BEGIN EXTRACTED INFORMATION

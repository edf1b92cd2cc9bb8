//! File-backed resume ledger and config stamp

use crate::storage::append::open_append;
use crate::storage::{ResumeLedger, StorageResult};
use std::collections::HashSet;
use std::fs::File;
use std::io::{ErrorKind, Write};
use std::path::{Path, PathBuf};

/// Resume ledger stored as one thread identifier per line
///
/// The file is read in full at startup and only ever appended to.
pub struct FileLedger {
    path: PathBuf,
    file: Option<File>,
}

impl FileLedger {
    pub fn new(path: &Path) -> Self {
        Self {
            path: path.to_path_buf(),
            file: None,
        }
    }

    pub fn path(&self) -> &Path {
        &self.path
    }
}

impl ResumeLedger for FileLedger {
    fn load(&self) -> StorageResult<HashSet<String>> {
        let content = match std::fs::read_to_string(&self.path) {
            Ok(content) => content,
            Err(e) if e.kind() == ErrorKind::NotFound => return Ok(HashSet::new()),
            Err(e) => return Err(e.into()),
        };

        Ok(content
            .lines()
            .map(str::trim)
            .filter(|line| !line.is_empty())
            .map(str::to_string)
            .collect())
    }

    fn mark_done(&mut self, id: &str) -> StorageResult<()> {
        if self.file.is_none() {
            self.file = Some(open_append(&self.path)?);
        }

        if let Some(file) = self.file.as_mut() {
            writeln!(file, "{}", id)?;
            file.sync_data()?;
        }
        Ok(())
    }
}

/// Result of comparing the current config hash with the stored one
#[derive(Debug, Clone, PartialEq, Eq)]
pub enum StampStatus {
    /// No previous stamp existed
    New,
    /// The stored hash matches
    Unchanged,
    /// The config changed since the stamp was written
    Changed { previous: String },
}

/// Config hash stored next to the ledger
///
/// Ledger entries were produced under some discovery scope. When the config
/// changes between runs the ledger is still honoured, but the operator is
/// told about it.
pub struct ConfigStamp {
    path: PathBuf,
}

impl ConfigStamp {
    /// Stamp file for the ledger at `ledger_path` (`<ledger>.config-hash`)
    pub fn for_ledger(ledger_path: &Path) -> Self {
        let mut name = ledger_path.as_os_str().to_owned();
        name.push(".config-hash");
        Self {
            path: PathBuf::from(name),
        }
    }

    pub fn path(&self) -> &Path {
        &self.path
    }

    /// Compares `hash` with the stored stamp, then stores `hash`
    pub fn check_and_update(&self, hash: &str) -> StorageResult<StampStatus> {
        let status = match std::fs::read_to_string(&self.path) {
            Ok(previous) if previous.trim() == hash => StampStatus::Unchanged,
            Ok(previous) => StampStatus::Changed {
                previous: previous.trim().to_string(),
            },
            Err(e) if e.kind() == ErrorKind::NotFound => StampStatus::New,
            Err(e) => return Err(e.into()),
        };

        if status != StampStatus::Unchanged {
            if let Some(parent) = self.path.parent() {
                if !parent.as_os_str().is_empty() {
                    std::fs::create_dir_all(parent)?;
                }
            }
            std::fs::write(&self.path, format!("{}\n", hash))?;
        }

        Ok(status)
    }
}
//! Walk state shared by the discovery and collection walkers
//!
//! - `StopReason`: why a paginated walk ended

mod stop_reason;

pub use stop_reason::StopReason;
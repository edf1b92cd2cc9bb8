use std::fs::{File, OpenOptions};
use std::io::{self, Read, Seek, SeekFrom, Write};
use std::path::Path;

/// Opens a line-oriented file for appending, creating it and its parent
/// directories if needed.
///
/// A crash can leave a half-written last line behind. If the file does not
/// end in a newline one is written first, so new lines never get glued onto
/// the torn one.
pub(crate) fn open_append(path: &Path) -> io::Result<File> {
    if let Some(parent) = path.parent() {
        if !parent.as_os_str().is_empty() {
            std::fs::create_dir_all(parent)?;
        }
    }

    let mut file = OpenOptions::new()
        .create(true)
        .read(true)
        .append(true)
        .open(path)?;

    let len = file.metadata()?.len();
    if len > 0 {
        let mut last = [0u8; 1];
        file.seek(SeekFrom::Start(len - 1))?;
        file.read_exact(&mut last)?;
        if last[0] != b'\n' {
            file.write_all(b"\n")?;
        }
    }

    Ok(file)
}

END EXTRACTED INFORMATION

Please copy the lines above from the line with "file does not" up to and including the line with "pub(crate) fn open_append(path: &Path)", exactly as written and with nothing else.

(PROBLEM SOLUTION)
/// A crash can leave a half-written last line behind. If the file does not
/// end in a newline one is written first, so new lines never get glued onto
/// the torn one.
pub(crate) fn open_append(path: &Path) -> io::Result<File> {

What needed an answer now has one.